Por supuesto, la belleza no es el fin del deporte de competición; no es el objetivo primero que persiguen los deportistas de élite cuando se someten voluntariamente, día tras día, año tras año, a esos rigurosos planes de entrenamiento. La belleza no es su fin, pero sí es una presencia constante y un vehículo que sirve para transmitir y hacer palpable una realidad concreta: la belleza del rigor, pero, ante todo, la belleza del ser humano.

Decía el gran David Foster Wallace en un ensayo sobre Roger Federer que la belleza de los deportistas de élite era de un tipo que nada tenía que ver ni con el sexo ni con las normas culturales. Se trata de una relación –entre ella y el deporte– que se asemeja a la que hay entre la valentía y la guerra. Belleza cinética, dijo que se llamaba.

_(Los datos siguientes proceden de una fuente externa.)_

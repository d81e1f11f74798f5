//! Storefront action server: the webhook the dialogue engine calls to run
//! storefront actions, plus a health endpoint that probes the backend.

pub mod bootstrap;
pub mod health;
pub mod webhook;

use std::future::Future;
use std::time::Duration;

use anyhow::Result;
use axum::Router;
use storefront_actions::{ActionDispatcher, HttpBackend};
use storefront_core::config::{AppConfig, LoadOptions};
use tokio::net::TcpListener;
use tokio::sync::watch;
use tower_http::trace::TraceLayer;
use tracing::{info, warn};

pub fn init_logging(config: &AppConfig) {
    use storefront_core::config::LogFormat::*;
    use tracing::Level;

    let log_level = config.logging.level.parse::<Level>().unwrap_or(Level::INFO);

    match config.logging.format {
        Compact => {
            tracing_subscriber::fmt().with_target(false).with_max_level(log_level).compact().init();
        }
        Pretty => {
            tracing_subscriber::fmt().with_target(false).with_max_level(log_level).pretty().init();
        }
        Json => {
            tracing_subscriber::fmt().with_target(false).with_max_level(log_level).json().init();
        }
    }
}

/// Webhook, action listing and health routes behind one trace layer.
pub fn app(dispatcher: ActionDispatcher, backend: HttpBackend) -> Router {
    webhook::router(dispatcher).merge(health::router(backend)).layer(TraceLayer::new_for_http())
}

pub async fn run() -> Result<()> {
    let config = AppConfig::load(LoadOptions::default())?;
    init_logging(&config);

    let app = bootstrap::bootstrap_with_config(config)?;
    let address = app.config.listen_address();
    let listener = TcpListener::bind(&address).await?;
    info!(
        event_name = "system.server.started",
        correlation_id = "bootstrap",
        bind_address = %address,
        "storefront action server listening"
    );

    let grace = Duration::from_secs(app.config.server.graceful_shutdown_secs);
    serve(listener, self::app(app.dispatcher, app.backend), wait_for_shutdown(), grace).await?;

    info!(
        event_name = "system.server.stopped",
        correlation_id = "shutdown",
        "storefront action server stopped"
    );
    Ok(())
}

/// Serves until `shutdown` resolves, then gives in-flight requests `grace` to finish.
pub async fn serve<F>(
    listener: TcpListener,
    router: Router,
    shutdown: F,
    grace: Duration,
) -> Result<()>
where
    F: Future<Output = ()> + Send + 'static,
{
    let (stop_tx, mut stop_rx) = watch::channel(false);
    let mut server = tokio::spawn(async move {
        axum::serve(listener, router)
            .with_graceful_shutdown(async move {
                let _ = stop_rx.wait_for(|stopping| *stopping).await;
            })
            .await
    });

    tokio::select! {
        finished = &mut server => return Ok(finished??),
        () = shutdown => {}
    }

    info!(
        event_name = "system.server.stopping",
        correlation_id = "shutdown",
        grace_secs = grace.as_secs(),
        "draining in-flight requests"
    );
    let _ = stop_tx.send(true);

    match tokio::time::timeout(grace, &mut server).await {
        Ok(finished) => Ok(finished??),
        Err(_) => {
            warn!(
                event_name = "system.server.drain_timeout",
                correlation_id = "shutdown",
                "in-flight requests exceeded the shutdown grace period"
            );
            server.abort();
            Ok(())
        }
    }
}

async fn wait_for_shutdown() {
    if let Err(error) = tokio::signal::ctrl_c().await {
        warn!(
            event_name = "system.server.signal_error",
            correlation_id = "shutdown",
            error = %error,
            "could not listen for ctrl-c; shutting down"
        );
    }
}
use std::env;
use std::fs;
use std::path::{Path, PathBuf};

use storefront_core::config::{AppConfig, LoadOptions};
use toml::Value;

use crate::commands::{CommandResult, EXIT_CONFIG, EXIT_OK};

struct Field<'a> {
    key: &'static str,
    env_keys: &'static [&'static str],
    value: &'a str,
}

pub fn run() -> CommandResult {
    let config = match AppConfig::load(LoadOptions::default()) {
        Ok(config) => config,
        Err(error) => {
            return CommandResult::failure(
                "config",
                "config_validation",
                format!("config validation failed: {error}"),
                EXIT_CONFIG,
            );
        }
    };

    CommandResult { exit_code: EXIT_OK, output: render(&config) }
}

fn render(config: &AppConfig) -> String {
    let config_file_path = detect_config_path();
    let config_file_doc = load_config_file_doc(config_file_path.as_deref());

    let timeout_secs = config.backend.timeout_secs.to_string();
    let port = config.server.port.to_string();
    let graceful_shutdown_secs = config.server.graceful_shutdown_secs.to_string();
    let log_format = format!("{:?}", config.logging.format).to_lowercase();

    let fields = [
        Field {
            key: "backend.base_url",
            env_keys: &["STOREFRONT_BACKEND_BASE_URL"],
            value: &config.backend.base_url,
        },
        Field {
            key: "backend.timeout_secs",
            env_keys: &["STOREFRONT_BACKEND_TIMEOUT_SECS"],
            value: &timeout_secs,
        },
        Field {
            key: "server.bind_address",
            env_keys: &["STOREFRONT_SERVER_BIND_ADDRESS"],
            value: &config.server.bind_address,
        },
        Field { key: "server.port", env_keys: &["STOREFRONT_SERVER_PORT"], value: &port },
        Field {
            key: "server.graceful_shutdown_secs",
            env_keys: &["STOREFRONT_SERVER_GRACEFUL_SHUTDOWN_SECS"],
            value: &graceful_shutdown_secs,
        },
        Field {
            key: "logging.level",
            env_keys: &["STOREFRONT_LOGGING_LEVEL", "STOREFRONT_LOG_LEVEL"],
            value: &config.logging.level,
        },
        Field {
            key: "logging.format",
            env_keys: &["STOREFRONT_LOGGING_FORMAT", "STOREFRONT_LOG_FORMAT"],
            value: &log_format,
        },
    ];

    let mut lines = vec!["effective config (source precedence: env > file > default):".to_string()];
    for field in &fields {
        let source = field_source(
            field.key,
            field.env_keys,
            config_file_doc.as_ref(),
            config_file_path.as_deref(),
        );
        lines.push(render_line(field.key, field.value, source));
    }

    lines.join("\n")
}

fn detect_config_path() -> Option<PathBuf> {
    [PathBuf::from("storefront.toml"), PathBuf::from("config/storefront.toml")]
        .into_iter()
        .find(|path| path.exists())
}

fn load_config_file_doc(path: Option<&Path>) -> Option<Value> {
    let path = path?;
    let raw = fs::read_to_string(path).ok()?;
    raw.parse::<Value>().ok()
}

fn field_source(
    key_path: &str,
    env_keys: &[&str],
    config_file_doc: Option<&Value>,
    config_file_path: Option<&Path>,
) -> String {
    if let Some(env_key) = env_keys.iter().find(|key| env::var_os(key).is_some()) {
        return format!("env ({env_key})");
    }

    if let Some(doc) = config_file_doc {
        if contains_path(doc, key_path) {
            let file_path = config_file_path
                .map(|path| path.display().to_string())
                .unwrap_or_else(|| "config file".to_string());
            return format!("file ({file_path})");
        }
    }

    "default".to_string()
}

fn contains_path(root: &Value, key_path: &str) -> bool {
    let mut current = root;
    for key in key_path.split('.') {
        let Some(next) = current.get(key) else {
            return false;
        };
        current = next;
    }
    true
}

fn render_line(key: &str, value: &str, source: String) -> String {
    format!("- {key} = {value} (source: {source})")
}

Es la belleza del empeño y de la tenacidad, de un movimiento perfeccionado, tras horas y horas de limar su trayectoria en el aire –y en el agua–. Es la belleza del esfuerzo y la renuncia, del tesón, del don y también del trabajo. Es la belleza del talento reconocido, del talento esculpido, del talento puesto en marcha. Es la belleza de las virtudes humanas tatuadas en la carne, porque el deporte es una de las pocas actividades que no admite engaño, en la que no se puede ir de farol: por mucho talento que tengas, o lo trabajas, o te quedarás en la casilla de salida.

Es la belleza de la virtud, de la educación en las costumbres cívicas del respeto al rival, del compañerismo y trabajo en equipo, de la generosidad y de la paciencia. Es una belleza que no se logra poner en palabras, porque es escurridiza, porque se escapa, porque solo admite la experiencia para su plena comprensión.

Pero, ante todo, es la belleza que se encarna en la reconciliación de los seres humanos con el hecho de tener un cuerpo.